Data to use:
use anyhow::Result;
use clap::Parser;
use std::path::PathBuf;
use tower_http::services::{ServeDir, ServeFile};
use tracing_subscriber::{layer::SubscriberExt, util::SubscriberInitExt};

use callscope::config::Config;
use callscope::AppState;
use std::sync::Arc;

#[derive(Parser, Debug)]
#[command(name = "callscope")]
#[command(author, version, about = "Role-gated speech analytics dashboard backend", long_about = None)]
struct Cli {
    /// Path to configuration file
    #[arg(short, long, default_value = "callscope.toml")]
    config: PathBuf,

    /// Override log level
    #[arg(short, long)]
    log_level: Option<String>,
}

#[tokio::main]
async fn main() -> Result<()> {
    let cli = Cli::parse();

    // Load configuration
    let config = Config::load(&cli.config)?;

    // Initialize logging
    let log_level = cli
        .log_level
        .as_ref()
        .unwrap_or(&config.logging.level)
        .clone();

    tracing_subscriber::registry()
        .with(
            tracing_subscriber::EnvFilter::try_from_default_env()
                .unwrap_or_else(|_| tracing_subscriber::EnvFilter::new(&log_level)),
        )
        .with(tracing_subscriber::fmt::layer())
        .init();

    tracing::info!("Starting Callscope v{}", env!("CARGO_PKG_VERSION"));

    // Ensure data and upload directories exist
    std::fs::create_dir_all(&config.server.data_dir)?;
    std::fs::create_dir_all(config.uploads.dir(&config.server.data_dir))?;

    // Initialize database
    let db = callscope::db::init(&config.server.data_dir).await?;

    // Ensure default admin user exists
    callscope::auth::ensure_admin_user(
        &db,
        &config.auth.admin_username,
        &config.auth.admin_email,
        &config.auth.admin_password,
    )
    .await?;

    // Create app state
    let state = Arc::new(AppState::new(config.clone(), db.clone()));

    // Create API router
    let api_router = callscope::api::create_router(state.clone());

    // Serve frontend static files with SPA fallback
    let static_dir = PathBuf::from("static/dist");
    let index_file = static_dir.join("index.html");
    let serve_static = ServeDir::new(&static_dir).not_found_service(ServeFile::new(&index_file));

    // Combine routers - API first, then static files as fallback
    let app = axum::Router::new()
        .merge(api_router)
        .fallback_service(serve_static);

    let addr = format!("{}:{}", config.server.host, config.server.port);
    let listener = tokio::net::TcpListener::bind(&addr).await?;

    tracing::info!("API server listening on http://{}", addr);

    axum::serve(listener, app)
        .with_graceful_shutdown(shutdown_signal())
        .await?;

    tracing::info!("Server stopped");
    Ok(())
}

async fn shutdown_signal() {
    let ctrl_c = async {
        tokio::signal::ctrl_c()
            .await
            .expect("Failed to install Ctrl+C handler");
    };

    #[cfg(unix)]
    let terminate = async {
        tokio::signal::unix::signal(tokio::signal::unix::SignalKind::terminate())
            .expect("Failed to install signal handler")
            .recv()
            .await;
    };

    #[cfg(not(unix))]
    let terminate = std::future::pending::<()>();

    tokio::select! {
        _ = ctrl_c => {},
        _ = terminate => {},
    }

    tracing::info!("Shutdown signal received");
}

Assignment: Could you reproduce exactly the lines of the entries above, from the one with "async fn main()" through the one with "Create app state", and nothing else?

Response:
async fn main() -> Result<()> {
    let cli = Cli::parse();

    // Load configuration
    let config = Config::load(&cli.config)?;

    // Initialize logging
    let log_level = cli
        .log_level
        .as_ref()
        .unwrap_or(&config.logging.level)
        .clone();

    tracing_subscriber::registry()
        .with(
            tracing_subscriber::EnvFilter::try_from_default_env()
                .unwrap_or_else(|_| tracing_subscriber::EnvFilter::new(&log_level)),
        )
        .with(tracing_subscriber::fmt::layer())
        .init();

    tracing::info!("Starting Callscope v{}", env!("CARGO_PKG_VERSION"));

    // Ensure data and upload directories exist
    std::fs::create_dir_all(&config.server.data_dir)?;
    std::fs::create_dir_all(config.uploads.dir(&config.server.data_dir))?;

    // Initialize database
    let db = callscope::db::init(&config.server.data_dir).await?;

    // Ensure default admin user exists
    callscope::auth::ensure_admin_user(
        &db,
        &config.auth.admin_username,
        &config.auth.admin_email,
        &config.auth.admin_password,
    )
    .await?;

    // Create app state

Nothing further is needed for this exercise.